Logs will appear no matter what, at some point in the line of reasoning. They are only held back until differentiating in this approach. I think the expression for the derivative of logn/n was much nicer to grapple with.
Seeing as we're in the integer world, I'm not sure logs need to show up ever, there's probably a proof path around unique prime factorisations. E.g. it's more or less immediately obvious that n and m would need to share the same prime factors in the same ratios.
The key thing you need is that for n >= 3 the sequence of (n^1/n) is decreasing. You can get that pretty easily without logs.
Look at two consecutive terms: n^(1/n) and (n+1)^[1/(n+1)]. The ratio of the first to the second -- we want to prove that this is >1 -- is n^(1/n) / (n+1)^[1/(n+1)]. This is bigger than 1 iff its n(n+1)th power is; that is, iff n^(n+1) / (n+1)^n > 1. We can write this as n (n/(n+1))^n; so what we need is that (n/(n+1))^n > 1/n.
(Handwavily: we know that the LHS is about 1/e, so for n>=3 this should be good. But we want a proof and we're trying to do it without nontrivial analytic machinery.)
Actually, I prefer to write this as ((n+1)/n)^n < n, or (1+1/n)^n < n. Expand this with the binomial theorem: we get sum {0<=k<=n} of (n choose k) n^-k. And we have (n choose k) = n(n-1)...(n-k+1) / k! < n^k/k! so this is strictly less than sum {0<=k<=n} of 1/k!. And for k>0 we easily have k! >= 2^(k-1) so this sum is no bigger than 1 + 1 + 1/2 + 1/4 + 1/8 + etc. = 3.
So, the function on integers n -> n^1/n is decreasing for n >= 3. Now the proof goes through as before.
(Maybe there's a more thoroughly number-theory-ish way to do it by looking at prime factorizations, but when I try it that way it always seems to end up rather a mess.)
[EDITED to add:] But elsewhere in the discussion users bustermellotron and diffeomorphism give (very similar) neat number-theory-ish proofs, either of which is definitely a better proof than the one using the calculations above.
This back-and-forth makes me wonder, is it possible to write proofs about proofs? e.g., you cannot prove this result without logarithms or there must exist a proof that involves prime factors?

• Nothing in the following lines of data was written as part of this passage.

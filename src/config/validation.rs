//! Configuration validation.
//!
//! # Responsibilities
//! - Semantic validation (serde handles syntactic)
//! - Validate value ranges (timeouts > 0, pool size > 0)
//! - Validate addresses parse before anything binds
//!
//! # Design Decisions
//! - Returns all validation errors, not just first
//! - Validation is pure function: ServiceConfig → Result<(), Vec<ValidationError>>
//! - Runs before config is accepted into the system

use std::net::SocketAddr;
use thiserror::Error;

use crate::config::schema::ServiceConfig;

/// A single semantic problem found in a configuration.
#[derive(Debug, Clone, PartialEq, Eq, Error)]
pub enum ValidationError {
    #[error("invalid socket address for {field}: {value}")]
    InvalidAddress { field: &'static str, value: String },

    #[error("{0} must not be empty")]
    Empty(&'static str),

    #[error("{0} must be greater than zero")]
    Zero(&'static str),
}

pub fn validate_config(config: &ServiceConfig) -> Result<(), Vec<ValidationError>> {
    let mut errors = Vec::new();

    if config.listener.bind_address.parse::<SocketAddr>().is_err() {
        errors.push(ValidationError::InvalidAddress {
            field: "listener.bind_address",
            value: config.listener.bind_address.clone(),
        });
    }

    if config.observability.metrics_enabled
        && config.observability.metrics_address.parse::<SocketAddr>().is_err()
    {
        errors.push(ValidationError::InvalidAddress {
            field: "observability.metrics_address",
            value: config.observability.metrics_address.clone(),
        });
    }

    let mysql = &config.mysql;
    if mysql.host.trim().is_empty() {
        errors.push(ValidationError::Empty("mysql.host"));
    }
    if mysql.user.trim().is_empty() {
        errors.push(ValidationError::Empty("mysql.user"));
    }
    if mysql.database.trim().is_empty() {
        errors.push(ValidationError::Empty("mysql.database"));
    }
    if mysql.connection_limit == 0 {
        errors.push(ValidationError::Zero("mysql.connection_limit"));
    }

    let health = &config.health_check;
    if health.interval_secs == 0 {
        errors.push(ValidationError::Zero("health_check.interval_secs"));
    }
    if health.probe_timeout_ms == 0 {
        errors.push(ValidationError::Zero("health_check.probe_timeout_ms"));
    }
    if health.retry_interval_ms == 0 {
        errors.push(ValidationError::Zero("health_check.retry_interval_ms"));
    }

    if errors.is_empty() {
        Ok(())
    } else {
        Err(errors)
    }
}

I suppose at least some proofs vaguely like that are possible because Gödel's incompleteness theorem is one, although I suspect that that same theorem puts some constraints on these "metaproofs."
Yep, I took several metamathematics classes at UCLA! Mostly on proof theory, but also analyzing metamathematical results (like Godel's theorems, Henkin construction, and so on).
Agreed! I'm realizing that my comment came across as negative, but I did appreciate seeing a second path to the same place. I also agree that the expression x^(1/x) feels like a more natural place to start.
You often see this I think, in "pretty" proofs compared with the more direct approach. A clever early step or some bit of startling insight.